Sign in at platform.openai.com, select the project the key belongs to, open API keys, and click Create new secret key. OpenAI shows the full sk-… value only once, at creation — after that the list shows the name, project, and last-used date but never the secret again. If you lose the value, revoke that key and create a new one.
How do I make an OpenAI key that can't run up a huge bill?
Assign the key to a single project, set its Permissions to Restricted with only the endpoints you use, and set a monthly usage limit under the project's Limits. The usage limit is the key safeguard: even if the key leaks, spend is capped at your ceiling instead of running unbounded. Project isolation and restricted permissions further shrink what a leaked key can reach.
What are restricted permissions on an OpenAI key?

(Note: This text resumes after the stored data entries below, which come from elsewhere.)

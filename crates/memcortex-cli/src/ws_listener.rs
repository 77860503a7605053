//! Raw TCP WebSocket listener: accepts connections, performs the
//! handshake, and hands each stream to
//! [`memcortex_transport::websocket::serve_connection`]. Kept separate
//! from the axum HTTP transport (`http.rs`) because the connection pool
//! operates directly on `tokio_tungstenite`'s stream type, not axum's.

use std::sync::Arc;

use memcortex_transport::ConnectionConfig;
use tokio::net::{TcpListener, TcpStream};
use tokio_tungstenite::tungstenite::handshake::server::{Request, Response};
use tracing::warn;

use crate::composition::Server;

/// Accept connections on `bind` until the process shuts down.
pub async fn run(server: Arc<Server>, bind: String) -> anyhow::Result<()> {
    let listener = TcpListener::bind(bind.as_str()).await?;
    tracing::info!(%bind, "serving WebSocket MCP connections");

    loop {
        let (stream, peer) = listener.accept().await?;
        let server = server.clone();
        tokio::spawn(async move {
            if let Err(error) = accept_one(server, stream).await {
                warn!(%peer, %error, "websocket handshake failed");
            }
        });
    }
}

async fn accept_one(server: Arc<Server>, stream: TcpStream) -> anyhow::Result<()> {
    let mut query = ClientQuery::default();
    let ws_stream = tokio_tungstenite::accept_hdr_async(stream, |request: &Request, response: Response| {
        query = ClientQuery::from_uri(request.uri().query().unwrap_or(""));
        Ok(response)
    })
    .await?;

    let client_id = uuid::Uuid::new_v4().to_string();
    memcortex_transport::websocket::serve_connection(
        ws_stream,
        client_id,
        query.repository,
        query.session_id,
        server.connection_pool.clone(),
        ConnectionConfig::default(),
    )
    .await;
    Ok(())
}

struct ClientQuery {
    repository: String,
    session_id: String,
}

impl Default for ClientQuery {
    fn default() -> Self {
        Self {
            repository: "default".to_string(),
            session_id: "default".to_string(),
        }
    }
}

impl ClientQuery {
    fn from_uri(query: &str) -> Self {
        let mut parsed = Self::default();
        for (key, value) in url::form_urlencoded::parse(query.as_bytes()) {
            match key.as_ref() {
                "repository" => parsed.repository = value.into_owned(),
                "session_id" => parsed.session_id = value.into_owned(),
                _ => {}
            }
        }
        parsed
    }
}
//! Server configuration.
//!
//! Covers protocol version pinning, WebSocket pool limits, rate-limit
//! defaults, auth requirements, scheduler strategy selection, analytics
//! flush interval, and AI provider auto-detection. Loadable
//! programmatically via the builder or from the environment via the
//! `config` crate.

use std::time::Duration;

use config::{Config, Environment};
use memcortex_protocol::MCP_PROTOCOL_VERSION;
use serde::{Deserialize, Serialize};

/// Collect the process environment into a `config` source, tolerant of
/// type coercion failures on individual keys (each caller reads its own
/// keys with `get`/`get_string` and treats a miss as "not overridden").
fn load_env() -> Config {
    Config::builder()
        .add_source(Environment::default().try_parsing(true))
        .build()
        .unwrap_or_else(|_| Config::builder().build().expect("an empty config source set always builds"))
}

/// Default maximum concurrent WebSocket connections.
pub const DEFAULT_MAX_CONNECTIONS: usize = 1000;

/// Default rate limit, in requests per second.
pub const DEFAULT_RATE_LIMIT: u32 = 100;

/// Default analytics flush interval.
pub const DEFAULT_FLUSH_INTERVAL: Duration = Duration::from_secs(30);

/// Which concurrency strategy the request scheduler (C4) runs.
#[derive(Debug, Clone, Copy, PartialEq, Eq, Serialize, Deserialize)]
#[serde(rename_all = "snake_case")]
pub enum SchedulerStrategy {
    /// Bounded queue with a fixed worker pool.
    WorkerPool,
    /// Size/timeout-triggered batching.
    Batch,
    /// N stages connected by channels.
    Pipeline,
}

impl Default for SchedulerStrategy {
    fn default() -> Self {
        Self::WorkerPool
    }
}

/// LLM provider selection, auto-detected from the environment when unset.
#[derive(Debug, Clone, Copy, PartialEq, Eq, Serialize, Deserialize)]
#[serde(rename_all = "snake_case")]
pub enum AiProvider {
    /// Anthropic Claude.
    Claude,
    /// OpenAI.
    OpenAi,
    /// Perplexity.
    Perplexity,
    /// Deterministic mock, used when no provider key is configured.
    Mock,
}

impl AiProvider {
    /// Auto-detect from `AI_PROVIDER`, falling back to whichever
    /// provider's API key is present, priority claude > openai >
    /// perplexity > mock.
    pub fn detect_from_env() -> Self {
        Self::detect_from(&load_env())
    }

    fn detect_from(cfg: &Config) -> Self {
        if let Ok(value) = cfg.get_string("ai_provider") {
            return match value.to_lowercase().as_str() {
                "claude" => Self::Claude,
                "openai" => Self::OpenAi,
                "perplexity" => Self::Perplexity,
                _ => Self::Mock,
            };
        }
        if cfg.get_string("claude_api_key").is_ok() {
            Self::Claude
        } else if cfg.get_string("openai_api_key").is_ok() {
            Self::OpenAi
        } else if cfg.get_string("perplexity_api_key").is_ok() {
            Self::Perplexity
        } else {
            Self::Mock
        }
    }
}

/// Protocol version negotiation configuration.
#[derive(Debug, Clone)]
pub struct ProtocolConfig {
    /// Version this server reports and prefers.
    pub version: String,
    /// Reject connections that request a different version.
    pub strict: bool,
}

impl Default for ProtocolConfig {
    fn default() -> Self {
        Self {
            version: MCP_PROTOCOL_VERSION.to_string(),
            strict: false,
        }
    }
}

/// WebSocket connection pool limits.
#[derive(Debug, Clone)]
pub struct WebSocketConfig {
    /// Maximum concurrent connections admitted.
    pub max_connections: usize,
    /// Interval between server-initiated pings.
    pub ping_interval: Duration,
    /// How long to wait for a pong before treating the peer as dead.
    pub pong_timeout: Duration,
    /// Maximum inbound frame size, in bytes.
    pub max_message_size: usize,
    /// Whether connections must authenticate before `initialize`.
    pub enable_auth: bool,
    /// Origins allowed to open a connection. Empty means unrestricted.
    pub allowed_origins: Vec<String>,
}

impl Default for WebSocketConfig {
    fn default() -> Self {
        Self {
            max_connections: DEFAULT_MAX_CONNECTIONS,
            ping_interval: Duration::from_secs(30),
            pong_timeout: Duration::from_secs(10),
            max_message_size: 10 * 1024 * 1024,
            enable_auth: true,
            allowed_origins: Vec::new(),
        }
    }
}

/// Rate-limit defaults handed to the [`crate::middleware::rate_limit::RateLimiterRegistry`].
#[derive(Debug, Clone)]
pub struct RateLimitDefaults {
    /// Sustained requests per second.
    pub requests_per_second: u32,
    /// Burst capacity above the sustained rate.
    pub burst: u32,
    /// How long an idle identifier's bucket survives before eviction.
    pub bucket_ttl: Duration,
}

impl Default for RateLimitDefaults {
    fn default() -> Self {
        Self {
            requests_per_second: DEFAULT_RATE_LIMIT,
            burst: DEFAULT_RATE_LIMIT * 2,
            bucket_ttl: Duration::from_secs(300),
        }
    }
}

/// Authentication requirements.
#[derive(Debug, Clone, Default)]
pub struct AuthRequirements {
    /// Require a valid credential (JWT or API key) on every request.
    pub required: bool,
    /// Accept JWT bearer tokens.
    pub allow_jwt: bool,
    /// Accept API keys.
    pub allow_api_key: bool,
}

/// AI provider configuration, auto-detected unless overridden.
#[derive(Debug, Clone)]
pub struct AiProviderConfig {
    /// Selected provider.
    pub provider: AiProvider,
    /// API key for the selected provider, if any.
    pub api_key: Option<String>,
    /// Override base URL for the selected provider, if any.
    pub base_url: Option<String>,
    /// Override model identifier for the selected provider, if any.
    pub model: Option<String>,
}

impl AiProviderConfig {
    fn from_env() -> Self {
        Self::from_config(&load_env())
    }

    fn from_config(cfg: &Config) -> Self {
        let provider = AiProvider::detect_from(cfg);
        let prefix = match provider {
            AiProvider::Claude => "claude",
            AiProvider::OpenAi => "openai",
            AiProvider::Perplexity => "perplexity",
            AiProvider::Mock => {
                return Self {
                    provider,
                    api_key: None,
                    base_url: None,
                    model: None,
                };
            }
        };
        Self {
            provider,
            api_key: cfg.get_string(&format!("{prefix}_api_key")).ok(),
            base_url: cfg.get_string(&format!("{prefix}_base_url")).ok(),
            model: cfg.get_string(&format!("{prefix}_model")).ok(),
        }
    }
}

impl Default for AiProviderConfig {
    fn default() -> Self {
        Self {
            provider: AiProvider::Mock,
            api_key: None,
            base_url: None,
            model: None,
        }
    }
}

/// Top-level server configuration.
#[derive(Debug, Clone)]
pub struct ServerConfig {
    /// Protocol version negotiation.
    pub protocol: ProtocolConfig,
    /// WebSocket pool limits.
    pub websocket: WebSocketConfig,
    /// Rate-limit defaults.
    pub rate_limit: RateLimitDefaults,
    /// Auth requirements.
    pub auth: AuthRequirements,
    /// Which scheduler strategy to run.
    pub scheduler_strategy: SchedulerStrategy,
    /// How often the analytics engine flushes pending counters.
    pub analytics_flush_interval: Duration,
    /// AI provider selection and credentials.
    pub ai_provider: AiProviderConfig,
}

impl Default for ServerConfig {
    fn default() -> Self {
        Self {
            protocol: ProtocolConfig::default(),
            websocket: WebSocketConfig::default(),
            rate_limit: RateLimitDefaults::default(),
            auth: AuthRequirements::default(),
            scheduler_strategy: SchedulerStrategy::default(),
            analytics_flush_interval: DEFAULT_FLUSH_INTERVAL,
            ai_provider: AiProviderConfig::default(),
        }
    }
}

impl ServerConfig {
    /// Build a configuration with defaults.
    pub fn new() -> Self {
        Self::default()
    }

    /// Start a builder.
    pub fn builder() -> ServerConfigBuilder {
        ServerConfigBuilder::default()
    }

    /// Load configuration from the environment: defaults form the base
    /// layer, a `config::Environment` source overlays any keys present
    /// in the process environment (`MAX_CONNECTIONS`, `PING_INTERVAL_SECS`,
    /// `PONG_TIMEOUT_SECS`, `MAX_MESSAGE_SIZE`, `ENABLE_AUTH`,
    /// `ALLOWED_ORIGINS`, `REQUESTS_PER_SECOND`, `REQUIRE_AUTH`,
    /// `SCHEDULER_STRATEGY`, `ANALYTICS_FLUSH_INTERVAL_SECS`), and the AI
    /// provider is auto-detected per [`AiProvider::detect_from_env`].
    pub fn from_env() -> Self {
        let cfg = load_env();
        let mut config = Self::default();

        if let Ok(value) = cfg.get::<usize>("max_connections") {
            config.websocket.max_connections = value;
        }
        if let Ok(value) = cfg.get::<u64>("ping_interval_secs") {
            config.websocket.ping_interval = Duration::from_secs(value);
        }
        if let Ok(value) = cfg.get::<u64>("pong_timeout_secs") {
            config.websocket.pong_timeout = Duration::from_secs(value);
        }
        if let Ok(value) = cfg.get::<usize>("max_message_size") {
            config.websocket.max_message_size = value;
        }
        if let Ok(value) = cfg.get::<bool>("enable_auth") {
            config.websocket.enable_auth = value;
        }
        if let Ok(value) = cfg.get_string("allowed_origins") {
            config.websocket.allowed_origins =
                value.split(',').map(str::trim).filter(|s| !s.is_empty()).map(str::to_string).collect();
        }
        if let Ok(value) = cfg.get::<u32>("requests_per_second") {
            config.rate_limit.requests_per_second = value;
            config.rate_limit.burst = value * 2;
        }
        if let Ok(value) = cfg.get::<bool>("require_auth") {
            config.auth.required = value;
        }
        if let Ok(value) = cfg.get_string("scheduler_strategy") {
            config.scheduler_strategy = match value.to_lowercase().as_str() {
                "batch" => SchedulerStrategy::Batch,
                "pipeline" => SchedulerStrategy::Pipeline,
                _ => SchedulerStrategy::WorkerPool,
            };
        }
        if let Ok(value) = cfg.get::<u64>("analytics_flush_interval_secs") {
            config.analytics_flush_interval = Duration::from_secs(value);
        }

        config.ai_provider = AiProviderConfig::from_config(&cfg);
        config
    }
}

/// Errors surfaced by [`ServerConfigBuilder::try_build`].
#[derive(Debug, Clone, thiserror::Error)]
pub enum ConfigValidationError {
    /// `max_message_size` was set below the minimum viable frame size.
    #[error("max_message_size {size} is below the minimum of {min} bytes")]
    InvalidMessageSize {
        /// The configured size.
        size: usize,
        /// Minimum allowed size.
        min: usize,
    },

    /// The WebSocket pool was configured with zero capacity.
    #[error("max_connections must be non-zero")]
    InvalidConnectionLimit,

    /// The rate limit was configured to admit nothing.
    #[error("requests_per_second must be non-zero")]
    InvalidRateLimit,
}

/// Builder for [`ServerConfig`].
#[derive(Debug, Clone, Default)]
pub struct ServerConfigBuilder {
    protocol: Option<ProtocolConfig>,
    websocket: Option<WebSocketConfig>,
    rate_limit: Option<RateLimitDefaults>,
    auth: Option<AuthRequirements>,
    scheduler_strategy: Option<SchedulerStrategy>,
    analytics_flush_interval: Option<Duration>,
    ai_provider: Option<AiProviderConfig>,
}

impl ServerConfigBuilder {
    /// Set protocol version negotiation.
    pub fn protocol(mut self, protocol: ProtocolConfig) -> Self {
        self.protocol = Some(protocol);
        self
    }

    /// Set WebSocket pool limits.
    pub fn websocket(mut self, websocket: WebSocketConfig) -> Self {
        self.websocket = Some(websocket);
        self
    }

    /// Set rate-limit defaults.
    pub fn rate_limit(mut self, rate_limit: RateLimitDefaults) -> Self {
        self.rate_limit = Some(rate_limit);
        self
    }

    /// Set auth requirements.
    pub fn auth(mut self, auth: AuthRequirements) -> Self {
        self.auth = Some(auth);
        self
    }

    /// Set the scheduler strategy.
    pub fn scheduler_strategy(mut self, strategy: SchedulerStrategy) -> Self {
        self.scheduler_strategy = Some(strategy);
        self
    }

    /// Set the analytics flush interval.
    pub fn analytics_flush_interval(mut self, interval: Duration) -> Self {
        self.analytics_flush_interval = Some(interval);
        self
    }

    /// Set AI provider configuration directly, bypassing auto-detection.
    pub fn ai_provider(mut self, ai_provider: AiProviderConfig) -> Self {
        self.ai_provider = Some(ai_provider);
        self
    }

    /// Build with defaults for unset fields. Always succeeds.
    pub fn build(self) -> ServerConfig {
        ServerConfig {
            protocol: self.protocol.unwrap_or_default(),
            websocket: self.websocket.unwrap_or_default(),
            rate_limit: self.rate_limit.unwrap_or_default(),
            auth: self.auth.unwrap_or_default(),
            scheduler_strategy: self.scheduler_strategy.unwrap_or_default(),
            analytics_flush_interval: self.analytics_flush_interval.unwrap_or(DEFAULT_FLUSH_INTERVAL),
            ai_provider: self.ai_provider.unwrap_or_default(),
        }
    }

    /// Build with validation.
    pub fn try_build(self) -> Result<ServerConfig, ConfigValidationError> {
        let websocket = self.websocket.clone().unwrap_or_default();
        if websocket.max_message_size < 1024 {
            return Err(ConfigValidationError::InvalidMessageSize {
                size: websocket.max_message_size,
                min: 1024,
            });
        }
        if websocket.max_connections == 0 {
            return Err(ConfigValidationError::InvalidConnectionLimit);
        }

        let rate_limit = self.rate_limit.clone().unwrap_or_default();
        if rate_limit.requests_per_second == 0 {
            return Err(ConfigValidationError::InvalidRateLimit);
        }

        Ok(self.build())
    }
}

Restricted permissions let you enable only specific endpoint categories on a key — for example, model capabilities for chat and completions — instead of granting access to your whole account. A restricted key that can only call model endpoints can't manage billing, fine-tunes, or other account resources, so a leak has a small blast radius. Choose Restricted over All unless your app genuinely needs every endpoint.
Can Ringtail create an OpenAI key without me copying it by hand?
Yes. After you connect your OpenAI account to Ringtail once, Ringtail calls OpenAI's official API to create a project-scoped, restricted key for each project, validates it, and writes it to .env.local and Infisical — value-free, so the key never reaches your coding agent. It uses the official API only, never browser automation.